What needs to be done:
A line below contains "fn fmt(&self, f: &mut", and a later one contains "an OutputFormat enum". Repeat both, with every line between them, exactly.

Stored data entries:
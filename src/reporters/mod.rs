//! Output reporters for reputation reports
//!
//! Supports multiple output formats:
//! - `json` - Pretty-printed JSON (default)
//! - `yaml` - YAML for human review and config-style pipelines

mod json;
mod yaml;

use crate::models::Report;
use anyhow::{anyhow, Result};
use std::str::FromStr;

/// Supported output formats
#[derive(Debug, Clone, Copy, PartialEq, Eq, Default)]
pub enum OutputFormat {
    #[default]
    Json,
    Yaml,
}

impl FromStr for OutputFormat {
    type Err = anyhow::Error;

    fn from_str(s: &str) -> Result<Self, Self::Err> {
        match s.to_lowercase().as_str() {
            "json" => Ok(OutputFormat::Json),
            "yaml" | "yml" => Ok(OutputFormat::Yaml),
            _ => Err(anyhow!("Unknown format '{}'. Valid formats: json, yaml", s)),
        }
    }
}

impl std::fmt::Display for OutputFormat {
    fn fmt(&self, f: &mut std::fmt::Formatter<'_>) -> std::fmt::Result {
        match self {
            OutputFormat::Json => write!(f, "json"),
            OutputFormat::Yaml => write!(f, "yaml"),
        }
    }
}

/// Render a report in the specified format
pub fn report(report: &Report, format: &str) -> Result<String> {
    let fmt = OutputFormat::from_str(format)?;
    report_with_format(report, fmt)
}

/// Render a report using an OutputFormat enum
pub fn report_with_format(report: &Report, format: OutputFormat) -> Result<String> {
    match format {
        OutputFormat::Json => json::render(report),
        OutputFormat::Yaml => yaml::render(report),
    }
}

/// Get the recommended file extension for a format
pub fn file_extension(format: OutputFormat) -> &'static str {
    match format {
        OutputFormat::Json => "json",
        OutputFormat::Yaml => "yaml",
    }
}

==

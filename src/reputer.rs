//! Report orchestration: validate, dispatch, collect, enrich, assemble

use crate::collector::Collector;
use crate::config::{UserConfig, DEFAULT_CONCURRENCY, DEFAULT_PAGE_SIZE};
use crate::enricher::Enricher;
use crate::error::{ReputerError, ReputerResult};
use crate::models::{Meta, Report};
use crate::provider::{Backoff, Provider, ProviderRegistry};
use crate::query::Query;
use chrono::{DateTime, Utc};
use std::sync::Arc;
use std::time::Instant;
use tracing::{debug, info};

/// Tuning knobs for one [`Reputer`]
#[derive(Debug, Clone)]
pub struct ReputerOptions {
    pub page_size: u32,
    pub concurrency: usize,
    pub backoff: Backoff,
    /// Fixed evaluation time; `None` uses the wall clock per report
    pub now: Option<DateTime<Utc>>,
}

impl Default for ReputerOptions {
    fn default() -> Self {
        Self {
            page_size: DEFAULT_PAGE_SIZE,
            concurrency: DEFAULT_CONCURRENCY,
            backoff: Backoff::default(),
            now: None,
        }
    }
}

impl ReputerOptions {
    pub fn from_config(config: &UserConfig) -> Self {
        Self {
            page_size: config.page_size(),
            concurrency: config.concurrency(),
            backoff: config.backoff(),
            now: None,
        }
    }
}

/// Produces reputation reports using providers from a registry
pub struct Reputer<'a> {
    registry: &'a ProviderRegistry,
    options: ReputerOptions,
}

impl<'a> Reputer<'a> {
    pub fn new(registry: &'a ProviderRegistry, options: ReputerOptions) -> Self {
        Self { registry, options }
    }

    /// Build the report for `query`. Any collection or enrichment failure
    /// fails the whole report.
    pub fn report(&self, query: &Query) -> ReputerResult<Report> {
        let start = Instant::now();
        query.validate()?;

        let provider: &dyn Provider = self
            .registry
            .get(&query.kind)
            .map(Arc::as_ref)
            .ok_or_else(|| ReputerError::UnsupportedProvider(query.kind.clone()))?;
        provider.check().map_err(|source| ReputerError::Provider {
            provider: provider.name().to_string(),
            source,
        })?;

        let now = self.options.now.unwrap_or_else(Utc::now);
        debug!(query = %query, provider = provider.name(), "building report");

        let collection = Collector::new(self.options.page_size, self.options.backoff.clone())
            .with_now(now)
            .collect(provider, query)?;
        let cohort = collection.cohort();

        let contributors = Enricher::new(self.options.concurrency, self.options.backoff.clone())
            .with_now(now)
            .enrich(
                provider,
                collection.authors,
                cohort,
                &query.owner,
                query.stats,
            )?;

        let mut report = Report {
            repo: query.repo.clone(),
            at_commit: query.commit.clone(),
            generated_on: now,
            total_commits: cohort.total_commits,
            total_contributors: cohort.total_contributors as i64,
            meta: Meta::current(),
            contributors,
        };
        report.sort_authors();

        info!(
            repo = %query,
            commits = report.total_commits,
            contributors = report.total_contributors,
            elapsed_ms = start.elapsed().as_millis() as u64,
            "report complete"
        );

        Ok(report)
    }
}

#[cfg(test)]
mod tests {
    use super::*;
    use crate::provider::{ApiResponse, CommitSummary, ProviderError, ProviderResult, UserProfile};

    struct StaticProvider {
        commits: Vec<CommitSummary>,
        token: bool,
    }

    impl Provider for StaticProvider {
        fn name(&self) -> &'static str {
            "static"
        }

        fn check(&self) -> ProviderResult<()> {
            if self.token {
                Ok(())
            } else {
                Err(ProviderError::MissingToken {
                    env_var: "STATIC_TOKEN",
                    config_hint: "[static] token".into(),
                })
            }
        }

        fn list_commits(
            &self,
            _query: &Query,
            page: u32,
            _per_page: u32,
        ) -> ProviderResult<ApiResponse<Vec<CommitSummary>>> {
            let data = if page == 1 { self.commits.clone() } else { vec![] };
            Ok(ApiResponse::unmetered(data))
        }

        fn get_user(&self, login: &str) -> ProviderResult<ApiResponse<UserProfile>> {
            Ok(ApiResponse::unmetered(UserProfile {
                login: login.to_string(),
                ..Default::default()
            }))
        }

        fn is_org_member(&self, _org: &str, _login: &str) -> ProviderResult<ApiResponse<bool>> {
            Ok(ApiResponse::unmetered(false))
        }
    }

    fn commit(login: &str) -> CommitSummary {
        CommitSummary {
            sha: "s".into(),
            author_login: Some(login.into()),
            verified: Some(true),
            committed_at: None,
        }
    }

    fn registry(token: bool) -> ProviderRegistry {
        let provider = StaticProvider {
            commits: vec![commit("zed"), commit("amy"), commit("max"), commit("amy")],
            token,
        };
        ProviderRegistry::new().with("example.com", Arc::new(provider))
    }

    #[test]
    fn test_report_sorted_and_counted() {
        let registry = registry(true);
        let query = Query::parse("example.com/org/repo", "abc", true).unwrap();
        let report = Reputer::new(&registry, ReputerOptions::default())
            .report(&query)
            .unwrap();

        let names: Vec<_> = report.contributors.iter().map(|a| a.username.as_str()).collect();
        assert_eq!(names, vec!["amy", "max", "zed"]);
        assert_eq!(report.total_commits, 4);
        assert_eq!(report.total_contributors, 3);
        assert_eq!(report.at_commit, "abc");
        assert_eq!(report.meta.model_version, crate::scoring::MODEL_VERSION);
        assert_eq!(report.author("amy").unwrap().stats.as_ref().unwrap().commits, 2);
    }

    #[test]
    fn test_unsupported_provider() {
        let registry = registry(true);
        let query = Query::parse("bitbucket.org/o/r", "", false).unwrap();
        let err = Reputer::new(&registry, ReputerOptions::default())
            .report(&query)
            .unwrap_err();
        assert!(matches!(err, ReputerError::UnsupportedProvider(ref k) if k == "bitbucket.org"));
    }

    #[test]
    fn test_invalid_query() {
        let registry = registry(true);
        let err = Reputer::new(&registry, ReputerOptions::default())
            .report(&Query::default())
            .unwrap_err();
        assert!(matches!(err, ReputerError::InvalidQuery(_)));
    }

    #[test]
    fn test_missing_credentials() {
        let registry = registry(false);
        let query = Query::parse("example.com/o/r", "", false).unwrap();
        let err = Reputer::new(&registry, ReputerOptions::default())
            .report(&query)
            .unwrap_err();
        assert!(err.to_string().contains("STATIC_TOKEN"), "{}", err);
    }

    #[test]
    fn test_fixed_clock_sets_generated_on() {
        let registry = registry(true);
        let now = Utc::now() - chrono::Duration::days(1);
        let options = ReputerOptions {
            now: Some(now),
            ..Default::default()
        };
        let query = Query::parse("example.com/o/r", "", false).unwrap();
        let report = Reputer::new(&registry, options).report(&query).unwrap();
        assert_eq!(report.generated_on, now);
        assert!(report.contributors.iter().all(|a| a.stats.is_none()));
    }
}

==

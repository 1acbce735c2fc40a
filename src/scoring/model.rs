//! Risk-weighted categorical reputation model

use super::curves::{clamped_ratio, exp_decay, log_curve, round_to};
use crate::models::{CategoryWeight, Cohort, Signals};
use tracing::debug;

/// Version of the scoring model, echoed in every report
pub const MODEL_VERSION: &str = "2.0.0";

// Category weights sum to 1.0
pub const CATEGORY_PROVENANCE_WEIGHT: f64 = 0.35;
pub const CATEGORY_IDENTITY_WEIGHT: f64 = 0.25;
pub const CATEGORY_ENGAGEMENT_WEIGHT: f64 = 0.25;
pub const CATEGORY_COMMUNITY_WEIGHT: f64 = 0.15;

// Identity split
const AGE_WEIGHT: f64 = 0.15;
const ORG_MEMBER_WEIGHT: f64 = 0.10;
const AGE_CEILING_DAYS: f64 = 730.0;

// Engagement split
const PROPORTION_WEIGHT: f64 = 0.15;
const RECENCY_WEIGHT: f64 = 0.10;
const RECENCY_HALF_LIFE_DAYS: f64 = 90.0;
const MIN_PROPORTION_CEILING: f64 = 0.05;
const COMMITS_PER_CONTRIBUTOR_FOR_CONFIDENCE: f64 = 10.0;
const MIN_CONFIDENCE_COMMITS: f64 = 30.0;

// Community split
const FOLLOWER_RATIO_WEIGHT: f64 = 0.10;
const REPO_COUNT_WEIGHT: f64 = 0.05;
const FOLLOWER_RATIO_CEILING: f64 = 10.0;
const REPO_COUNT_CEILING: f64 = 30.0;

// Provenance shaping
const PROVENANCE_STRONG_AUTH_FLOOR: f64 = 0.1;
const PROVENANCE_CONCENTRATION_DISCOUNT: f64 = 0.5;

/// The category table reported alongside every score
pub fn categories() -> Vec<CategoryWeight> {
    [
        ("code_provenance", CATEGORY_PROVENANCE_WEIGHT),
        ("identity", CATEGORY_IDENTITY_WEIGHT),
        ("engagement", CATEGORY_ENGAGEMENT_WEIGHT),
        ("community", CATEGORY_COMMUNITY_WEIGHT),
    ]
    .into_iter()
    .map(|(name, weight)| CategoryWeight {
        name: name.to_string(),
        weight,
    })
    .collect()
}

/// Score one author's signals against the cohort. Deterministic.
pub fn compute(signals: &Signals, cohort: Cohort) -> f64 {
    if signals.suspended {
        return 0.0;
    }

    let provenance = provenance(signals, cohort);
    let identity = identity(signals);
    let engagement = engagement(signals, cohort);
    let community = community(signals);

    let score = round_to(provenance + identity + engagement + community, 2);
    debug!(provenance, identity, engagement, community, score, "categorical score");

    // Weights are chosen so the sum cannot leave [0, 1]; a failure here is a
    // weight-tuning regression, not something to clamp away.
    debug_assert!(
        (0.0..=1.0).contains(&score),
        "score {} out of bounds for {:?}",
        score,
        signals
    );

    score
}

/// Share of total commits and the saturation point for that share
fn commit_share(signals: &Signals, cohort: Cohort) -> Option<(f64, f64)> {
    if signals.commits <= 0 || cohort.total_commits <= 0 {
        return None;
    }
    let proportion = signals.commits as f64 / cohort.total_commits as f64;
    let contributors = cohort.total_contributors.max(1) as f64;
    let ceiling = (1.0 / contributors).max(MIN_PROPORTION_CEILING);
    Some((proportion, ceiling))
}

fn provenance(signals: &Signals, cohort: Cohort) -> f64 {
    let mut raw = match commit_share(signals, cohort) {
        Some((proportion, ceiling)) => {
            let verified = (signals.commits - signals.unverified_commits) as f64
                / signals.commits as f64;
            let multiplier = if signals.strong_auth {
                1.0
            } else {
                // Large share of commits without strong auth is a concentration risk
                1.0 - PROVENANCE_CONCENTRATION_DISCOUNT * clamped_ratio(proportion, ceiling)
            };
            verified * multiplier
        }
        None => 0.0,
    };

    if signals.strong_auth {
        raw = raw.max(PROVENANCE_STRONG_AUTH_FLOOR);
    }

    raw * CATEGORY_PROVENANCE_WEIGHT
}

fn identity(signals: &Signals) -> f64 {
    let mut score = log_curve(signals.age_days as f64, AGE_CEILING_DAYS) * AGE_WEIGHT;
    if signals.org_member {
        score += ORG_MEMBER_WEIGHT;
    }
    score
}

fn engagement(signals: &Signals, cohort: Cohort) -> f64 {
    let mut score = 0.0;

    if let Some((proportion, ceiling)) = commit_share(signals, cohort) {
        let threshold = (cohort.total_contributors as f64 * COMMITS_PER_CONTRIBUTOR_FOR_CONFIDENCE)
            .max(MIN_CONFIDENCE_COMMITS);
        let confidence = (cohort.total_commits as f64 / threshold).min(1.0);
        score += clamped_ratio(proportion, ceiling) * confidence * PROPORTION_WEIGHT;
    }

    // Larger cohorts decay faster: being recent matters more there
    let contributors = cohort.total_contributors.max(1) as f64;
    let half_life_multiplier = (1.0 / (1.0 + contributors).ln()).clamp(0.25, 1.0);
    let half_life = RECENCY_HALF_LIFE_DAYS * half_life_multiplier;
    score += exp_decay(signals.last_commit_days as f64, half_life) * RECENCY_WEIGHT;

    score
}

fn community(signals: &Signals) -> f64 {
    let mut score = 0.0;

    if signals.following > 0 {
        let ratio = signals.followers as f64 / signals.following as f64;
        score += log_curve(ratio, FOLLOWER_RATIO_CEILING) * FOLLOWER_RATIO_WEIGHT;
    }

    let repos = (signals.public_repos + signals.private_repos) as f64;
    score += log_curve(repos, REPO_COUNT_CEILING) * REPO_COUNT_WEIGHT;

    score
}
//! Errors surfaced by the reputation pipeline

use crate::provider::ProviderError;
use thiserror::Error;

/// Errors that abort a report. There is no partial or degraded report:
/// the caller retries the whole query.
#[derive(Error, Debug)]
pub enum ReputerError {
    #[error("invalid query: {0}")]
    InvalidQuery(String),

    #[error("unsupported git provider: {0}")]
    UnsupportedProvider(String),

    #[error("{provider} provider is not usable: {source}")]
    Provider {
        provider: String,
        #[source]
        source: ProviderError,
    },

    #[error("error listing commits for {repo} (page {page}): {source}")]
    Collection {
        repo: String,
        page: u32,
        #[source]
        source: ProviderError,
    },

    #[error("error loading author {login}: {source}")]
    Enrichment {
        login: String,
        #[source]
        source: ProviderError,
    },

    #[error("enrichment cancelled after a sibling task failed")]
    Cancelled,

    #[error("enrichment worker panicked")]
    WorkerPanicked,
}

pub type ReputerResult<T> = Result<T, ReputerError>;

Task response:
    fn fmt(&self, f: &mut std::fmt::Formatter<'_>) -> std::fmt::Result {
        match self {
            OutputFormat::Json => write!(f, "json"),
            OutputFormat::Yaml => write!(f, "yaml"),
        }
    }
}

/// Render a report in the specified format
pub fn report(report: &Report, format: &str) -> Result<String> {
    let fmt = OutputFormat::from_str(format)?;
    report_with_format(report, fmt)
}

/// Render a report using an OutputFormat enum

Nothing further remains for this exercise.